# Very robust regression?

by skyraider
Tags: regression, robust
 P: 3 Hi, I want to model a set of a few dozen points on the x-y plane where y can be anywhere from 0 to 100 and x increases by 1 for each point on the y-axis, ex: (1, 26) (2, 84) (3, 2) etc. . . Is it possible to accurately model such a random array of points with an equation? Someone once suggested using an 'interpolating polynomial in the Lagrange form', but that does not appear to work well with such a random array of points. If it can't be done with a known regression technique, here is my question: Given the points (1, 26) (2, 84) (3, 2) (4, 100) (5, 50), could a function exist - any function of any category - which will hit each point? Thanks.
Mentor
P: 14,242
 Quote by skyraider Given the points (1, 26) (2, 84) (3, 2) (4, 100) (5, 50), could a function exist - any function of any category - which will hit each point?
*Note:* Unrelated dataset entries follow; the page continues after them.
// src/units.rs

//! Kitchen measurement conversions
//!
//! Maps an ingredient name to a factor that turns grams into a display unit
//! (cups, tsps, eggs, sticks...). The table must cover starter, flour and
//! water; the pantry checks that it covers every recipe ingredient too.

use crate::config::{read_config_file, ConfigError, ConfigFormat};
use crate::recipe::BASE_COMPONENTS;
use serde::{Deserialize, Serialize};
use std::collections::BTreeMap;
use std::path::Path;
use tracing::info;

/// Conversion for one ingredient
#[derive(Debug, Clone, PartialEq, Serialize, Deserialize)]
#[serde(deny_unknown_fields)]
pub struct ConversionEntry {
    /// Display units per gram
    pub value: f64,
    /// Display unit label
    pub unit: String,
}

impl ConversionEntry {
    pub fn new(value: f64, unit: impl Into<String>) -> Self {
        Self {
            value,
            unit: unit.into(),
        }
    }

    /// Entry for a unit that weighs `grams` grams (e.g. 125 g per cup of flour)
    pub fn per_unit(grams: f64, unit: impl Into<String>) -> Self {
        Self::new(1.0 / grams, unit)
    }

    /// Convert a mass in grams to this unit
    pub fn convert(&self, grams: f64) -> f64 {
        grams * self.value
    }
}

/// Ingredient name to conversion entry
#[derive(Debug, Clone, Default, PartialEq, Serialize, Deserialize)]
#[serde(transparent)]
pub struct ConversionTable {
    entries: BTreeMap<String, ConversionEntry>,
}

impl ConversionTable {
    pub fn new() -> Self {
        Self::default()
    }

    pub fn insert(&mut self, name: impl Into<String>, entry: ConversionEntry) -> Option<ConversionEntry> {
        self.entries.insert(name.into(), entry)
    }

    pub fn get(&self, name: &str) -> Option<&ConversionEntry> {
        self.entries.get(name)
    }

    pub fn contains(&self, name: &str) -> bool {
        self.entries.contains_key(name)
    }

    pub fn len(&self) -> usize {
        self.entries.len()
    }

    pub fn is_empty(&self) -> bool {
        self.entries.is_empty()
    }

    pub fn iter(&self) -> impl Iterator<Item = (&str, &ConversionEntry)> {
        self.entries.iter().map(|(k, v)| (k.as_str(), v))
    }
}

impl<S: Into<String>> FromIterator<(S, ConversionEntry)> for ConversionTable {
    fn from_iter<I: IntoIterator<Item = (S, ConversionEntry)>>(iter: I) -> Self {
        let mut table = Self::new();
        for (name, entry) in iter {
            table.insert(name, entry);
        }
        table
    }
}

/// Parse a conversion table from a string and validate it
pub fn parse_conversion_table(content: &str, format: ConfigFormat) -> Result<ConversionTable, ConfigError> {
    let table: ConversionTable = format.deserialize(content, "unit table")?;
    validate_conversion_table(&table)?;
    Ok(table)
}

/// Parse a conversion table from a `.toml` or `.json` file
pub fn parse_conversion_table_file(path: &Path) -> Result<ConversionTable, ConfigError> {
    let table: ConversionTable = read_config_file(path)?;
    validate_conversion_table(&table)?;
    info!("Loaded {} unit conversion(s) from {}", table.len(), path.display());
    Ok(table)
}

/// Check every entry and the presence of the base components
pub fn validate_conversion_table(table: &ConversionTable) -> Result<(), ConfigError> {
    for (name, entry) in table.iter() {
        if !entry.value.is_finite() || entry.value <= 0.0 {
            return Err(ConfigError::InvalidConversion {
                ingredient: name.to_string(),
                reason: format!("value must be a positive number, got {}", entry.value),
            });
        }
        if entry.unit.trim().is_empty() {
            return Err(ConfigError::InvalidConversion {
                ingredient: name.to_string(),
                reason: "unit label cannot be empty".to_string(),
            });
        }
    }

    for base in BASE_COMPONENTS {
        if !table.contains(base) {
            return Err(ConfigError::MissingConversion {
                ingredient: base.to_string(),
                needed_by: "every dough".to_string(),
            });
        }
    }

    Ok(())
}

#[cfg(test)]
mod tests {
    use super::*;

    const UNITS: &str = r#"
[starter]
value = 0.005263157894736842
unit = "cups"

[flour]
value = 0.008
unit = "cups"

[water]
value = 0.00423728813559322
unit = "cups"

[egg]
value = 0.02
unit = "eggs"
"#;

    #[test]
    fn test_parse_units() {
        let table = parse_conversion_table(UNITS, ConfigFormat::Toml).unwrap();
        assert_eq!(table.len(), 4);
        assert_eq!(table.get("egg").unwrap().unit, "eggs");
        assert!((table.get("flour").unwrap().convert(250.0) - 2.0).abs() < 1e-12);
    }

    #[test]
    fn test_parse_units_json() {
        let json = r#"{
            "starter": {"value": 0.005, "unit": "cups"},
            "flour": {"value": 0.008, "unit": "cups"},
            "water": {"value": 0.004, "unit": "cups"}
        }"#;
        let table = parse_conversion_table(json, ConfigFormat::Json).unwrap();
        assert_eq!(table.len(), 3);
    }

    #[test]
    fn test_missing_base_component() {
        let content = "[flour]\nvalue = 0.008\nunit = \"cups\"\n";
        let err = parse_conversion_table(content, ConfigFormat::Toml).unwrap_err();
        assert!(matches!(err, ConfigError::MissingConversion { ref ingredient, .. } if ingredient == "starter"));
    }

    #[test]
    fn test_invalid_value() {
        let mut table: ConversionTable = BASE_COMPONENTS
            .iter()
            .map(|name| (*name, ConversionEntry::new(0.01, "cups")))
            .collect();
        assert!(validate_conversion_table(&table).is_ok());

        table.insert("salt", ConversionEntry::new(0.0, "tsps"));
        let err = validate_conversion_table(&table).unwrap_err();
        assert!(err.to_string().contains("salt"));
    }

    #[test]
    fn test_empty_unit_label() {
        let table: ConversionTable = BASE_COMPONENTS
            .iter()
            .map(|name| (*name, ConversionEntry::new(0.01, " ")))
            .collect();
        assert!(matches!(
            validate_conversion_table(&table),
            Err(ConfigError::InvalidConversion { .. })
        ));
    }

    #[test]
    fn test_per_unit() {
        let butter = ConversionEntry::per_unit(113.0, "sticks");
        assert!((butter.convert(226.0) - 2.0).abs() < 1e-12);
    }
}
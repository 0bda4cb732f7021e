use std::sync::Arc;
use tracing_subscriber::EnvFilter;

use grid_rooms_backend::app::config::AppConfig;
use grid_rooms_backend::game::registry::RoomRegistry;
use grid_rooms_backend::transport::auth::{Authenticator, InMemoryProfiles};
use grid_rooms_backend::transport::hub::SubscriberHub;
use grid_rooms_backend::transport::routes::{router, AppState};

#[tokio::main]
async fn main() -> anyhow::Result<()> {
  tracing_subscriber::fmt()
    .with_env_filter(EnvFilter::from_default_env())
    .init();

  let config = AppConfig::from_env()?;
  tracing::info!(
    grid_size = config.engine.grid_size,
    room_limit = config.engine.room_limit,
    step_ms = config.engine.step_interval.as_millis() as u64,
    bot_ms = config.engine.bot_interval.as_millis() as u64,
    "engine configured"
  );

  let hub = Arc::new(SubscriberHub::new());
  let registry = RoomRegistry::new(config.engine.clone(), hub.clone());
  let state = Arc::new(AppState {
    registry: Arc::clone(&registry),
    hub,
    auth: Authenticator::new(
      config.session_secret.clone(),
      config.session_ttl,
      Box::new(InMemoryProfiles::default()),
    ),
  });

  let app = router(state);

  let address = format!("0.0.0.0:{}", config.port);
  tracing::info!("listening on {address}");

  let listener = tokio::net::TcpListener::bind(&address).await?;
  axum::serve(listener, app)
    .with_graceful_shutdown(wait_for_signal())
    .await?;

  registry.shutdown().await;
  tracing::info!("all rooms closed");
  Ok(())
}

async fn wait_for_signal() {
  #[cfg(unix)]
  {
    use tokio::signal::unix::{signal, SignalKind};
    let Ok(mut sigterm) = signal(SignalKind::terminate()) else {
      tracing::warn!("failed to register SIGTERM handler");
      let _ = tokio::signal::ctrl_c().await;
      return;
    };
    tokio::select! {
      _ = tokio::signal::ctrl_c() => tracing::info!("received SIGINT"),
      _ = sigterm.recv() => tracing::info!("received SIGTERM"),
    }
  }
  #[cfg(not(unix))]
  {
    let _ = tokio::signal::ctrl_c().await;
    tracing::info!("received Ctrl+C");
  }
}
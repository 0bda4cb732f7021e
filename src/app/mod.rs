pub mod config;
pub mod room_name;
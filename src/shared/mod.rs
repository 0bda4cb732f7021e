pub mod names;
pub mod session_token;
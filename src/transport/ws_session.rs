use super::hub::{SubscriberHub, Subscription};
use crate::game::errors::RoomError;
use crate::game::registry::RoomRegistry;
use crate::game::types::RoomId;
use axum::extract::ws::{Message, WebSocket};
use futures_util::{SinkExt, StreamExt};
use std::sync::Arc;

/// Subscribes to a room that is still registered. The registry drops a room
/// before the hub closes it, so checking after subscribing cannot miss a close.
pub fn subscribe_live(
    hub: &SubscriberHub,
    registry: &RoomRegistry,
    room_id: &RoomId,
) -> Result<Subscription, RoomError> {
    let subscription = hub.subscribe(room_id);
    if let Err(error) = registry.get(room_id) {
        hub.unsubscribe(room_id, &subscription.session_id);
        return Err(error);
    }
    Ok(subscription)
}

/// Forwards room events to one subscriber until either side closes.
pub async fn handle_socket(
    socket: WebSocket,
    hub: Arc<SubscriberHub>,
    registry: Arc<RoomRegistry>,
    room_id: RoomId,
) {
    let (mut sender, mut receiver) = socket.split();
    let subscription = match subscribe_live(&hub, &registry, &room_id) {
        Ok(subscription) => subscription,
        Err(error) => {
            tracing::debug!(%room_id, %error, "subscriber rejected");
            let _ = sender.send(Message::Close(None)).await;
            return;
        }
    };
    let session_id = subscription.session_id;
    let mut outbound_rx = subscription.receiver;
    tracing::debug!(%room_id, session_id = %session_id, "subscriber connected");

    let mut send_task = tokio::spawn(async move {
        while let Some(payload) = outbound_rx.recv().await {
            if sender.send(Message::Text(payload)).await.is_err() {
                return;
            }
        }
        let _ = sender.send(Message::Close(None)).await;
    });

    loop {
        tokio::select! {
            _ = &mut send_task => break,
            message = receiver.next() => {
                match message {
                    Some(Ok(Message::Close(_))) | Some(Err(_)) | None => break,
                    Some(Ok(_)) => {}
                }
            }
        }
    }

    hub.unsubscribe(&room_id, &session_id);
    send_task.abort();
    tracing::debug!(%room_id, session_id = %session_id, "subscriber disconnected");
}

#[cfg(test)]
mod tests {
    use super::*;
    use crate::app::config::EngineConfig;
    use crate::game::types::UserId;
    use std::time::Duration;

    fn registry_over(hub: &Arc<SubscriberHub>) -> Arc<RoomRegistry> {
        let config = EngineConfig {
            bot_interval: Duration::from_secs(3600),
            ..EngineConfig::default()
        };
        RoomRegistry::new(config, hub.clone())
    }

    #[tokio::test]
    async fn deleted_room_leaves_no_subscriber_behind() {
        let hub = Arc::new(SubscriberHub::new());
        let registry = registry_over(&hub);
        let room = registry
            .create("Lobby", UserId::new("host"), "Host")
            .expect("room");
        let room_id = room.id().clone();
        registry.delete(&room_id).await.expect("room exists");

        let result = subscribe_live(&hub, &registry, &room_id);
        assert!(matches!(result, Err(RoomError::RoomNotFound(_))));
        assert_eq!(hub.subscriber_count(&room_id), 0);
    }

    #[tokio::test]
    async fn live_subscription_ends_when_room_is_deleted() {
        let hub = Arc::new(SubscriberHub::new());
        let registry = registry_over(&hub);
        let room = registry
            .create("Lobby", UserId::new("host"), "Host")
            .expect("room");
        let room_id = room.id().clone();

        let mut subscription = subscribe_live(&hub, &registry, &room_id).expect("room is live");
        assert_eq!(hub.subscriber_count(&room_id), 1);
        registry.delete(&room_id).await.expect("room exists");

        let mut frames = Vec::new();
        while let Some(frame) = subscription.receiver.recv().await {
            frames.push(frame);
        }
        assert!(frames.last().expect("close frame").contains("roomClosed"));
        assert_eq!(hub.subscriber_count(&room_id), 0);
    }
}
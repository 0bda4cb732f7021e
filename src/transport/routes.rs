use super::auth::{Authenticator, Profile};
use super::error::ApiError;
use super::hub::SubscriberHub;
use super::ws_session::handle_socket;
use crate::game::registry::{CreatedRoom, LeaveOutcome, RoomRegistry};
use crate::game::types::{ChatMessage, RoomId, SceneSnapshot};
use crate::protocol::{
    ChatRequest, CreateRoomRequest, HealthResponse, MoveRequest, MoveResponse, SessionRequest,
    SessionResponse, SubscribeQuery, UsersResponse,
};
use axum::extract::rejection::JsonRejection;
use axum::extract::{Path, Query, State, WebSocketUpgrade};
use axum::http::{HeaderMap, Method};
use axum::response::IntoResponse;
use axum::routing::{get, post};
use axum::{Json, Router};
use std::sync::Arc;
use tower_http::cors::{Any, CorsLayer};

pub struct AppState {
    pub registry: Arc<RoomRegistry>,
    pub hub: Arc<SubscriberHub>,
    pub auth: Authenticator,
}

pub fn router(state: Arc<AppState>) -> Router {
    let cors = CorsLayer::new()
        .allow_origin(Any)
        .allow_methods([Method::GET, Method::POST])
        .allow_headers(Any);

    Router::new()
        .route("/api/health", get(health))
        .route("/api/session", post(create_session))
        .route("/api/rooms", post(create_room))
        .route("/api/rooms/:room", get(room_scene))
        .route("/api/rooms/:room/join", post(join_room))
        .route("/api/rooms/:room/leave", post(leave_room))
        .route("/api/rooms/:room/move", post(move_user))
        .route("/api/rooms/:room/chat", post(send_chat))
        .route("/api/rooms/:room/ws", get(subscribe))
        .layer(cors)
        .with_state(state)
}

fn body<T>(payload: Result<Json<T>, JsonRejection>) -> Result<T, ApiError> {
    payload
        .map(|Json(value)| value)
        .map_err(|rejection| ApiError::BadRequest(rejection.body_text()))
}

fn caller(state: &AppState, headers: &HeaderMap) -> Result<Profile, ApiError> {
    state.auth.authenticate_headers(headers)
}

async fn health(State(state): State<Arc<AppState>>) -> impl IntoResponse {
    Json(HealthResponse {
        ok: true,
        stats: state.registry.stats().await,
    })
}

async fn create_session(
    State(state): State<Arc<AppState>>,
    payload: Result<Json<SessionRequest>, JsonRejection>,
) -> Result<Json<SessionResponse>, ApiError> {
    let request = body(payload)?;
    let (profile, token) = state.auth.register(request.name.as_deref())?;
    Ok(Json(SessionResponse {
        user_id: profile.user_id,
        display_name: profile.display_name,
        token,
    }))
}

async fn create_room(
    State(state): State<Arc<AppState>>,
    headers: HeaderMap,
    payload: Result<Json<CreateRoomRequest>, JsonRejection>,
) -> Result<Json<CreatedRoom>, ApiError> {
    let profile = caller(&state, &headers)?;
    let request = body(payload)?;
    let created = state
        .registry
        .create_room(profile.user_id, &profile.display_name, &request.room_name)
        .await?;
    Ok(Json(created))
}

async fn room_scene(
    State(state): State<Arc<AppState>>,
    Path(room): Path<String>,
    headers: HeaderMap,
) -> Result<Json<SceneSnapshot>, ApiError> {
    caller(&state, &headers)?;
    let room = state.registry.get(&RoomId::new(room))?;
    Ok(Json(room.scene().await))
}

async fn join_room(
    State(state): State<Arc<AppState>>,
    Path(room): Path<String>,
    headers: HeaderMap,
) -> Result<Json<UsersResponse>, ApiError> {
    let profile = caller(&state, &headers)?;
    let users = state
        .registry
        .join_room(profile.user_id, &RoomId::new(room), &profile.display_name)
        .await?;
    Ok(Json(UsersResponse { users }))
}

async fn leave_room(
    State(state): State<Arc<AppState>>,
    Path(room): Path<String>,
    headers: HeaderMap,
) -> Result<Json<LeaveOutcome>, ApiError> {
    let profile = caller(&state, &headers)?;
    let outcome = state
        .registry
        .leave_room(&profile.user_id, &RoomId::new(room))
        .await?;
    Ok(Json(outcome))
}

async fn move_user(
    State(state): State<Arc<AppState>>,
    Path(room): Path<String>,
    headers: HeaderMap,
    payload: Result<Json<MoveRequest>, JsonRejection>,
) -> Result<Json<MoveResponse>, ApiError> {
    let profile = caller(&state, &headers)?;
    let request = body(payload)?;
    let path = state
        .registry
        .start_move(&RoomId::new(room), &profile.user_id, request.destination())
        .await?;
    Ok(Json(MoveResponse { path }))
}

async fn send_chat(
    State(state): State<Arc<AppState>>,
    Path(room): Path<String>,
    headers: HeaderMap,
    payload: Result<Json<ChatRequest>, JsonRejection>,
) -> Result<Json<ChatMessage>, ApiError> {
    let profile = caller(&state, &headers)?;
    let request = body(payload)?;
    let message = state
        .registry
        .send_message(&RoomId::new(room), &profile.user_id, &request.msg)
        .await?;
    Ok(Json(message))
}

async fn subscribe(
    ws: WebSocketUpgrade,
    Path(room): Path<String>,
    Query(query): Query<SubscribeQuery>,
    State(state): State<Arc<AppState>>,
) -> Result<impl IntoResponse, ApiError> {
    let token = query.token.ok_or(ApiError::Unauthorized)?;
    state.auth.authenticate(&token)?;
    let room_id = RoomId::new(room);
    state.registry.get(&room_id)?;

    let hub = Arc::clone(&state.hub);
    let registry = Arc::clone(&state.registry);
    Ok(ws.on_upgrade(move |socket| handle_socket(socket, hub, registry, room_id)))
}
Thanks.
This final question is an easy one: The answer is yes. A fourth-order polynomial will hit each point exactly:
$$-27x^4 + 323\frac1 3x^3-1335x^2+2204\frac2 3x-1140$$

You generally don't want to do that, however. For example, this particular polynomial rapidly goes negative as x goes below 1 or above 5. In other words, it has very little extrapolative capability. You will quickly start to lose even interpolative capability with the exact-fit polynomial as the number of points increases. You want to develop a fit to a less expressive model.

There is no magic one-form-fits-all method. People can still get advanced degrees in statistics, after all.
 P: 1,294 If you tell us what you expect from this "model", we can suggest various methods that are suited to the task.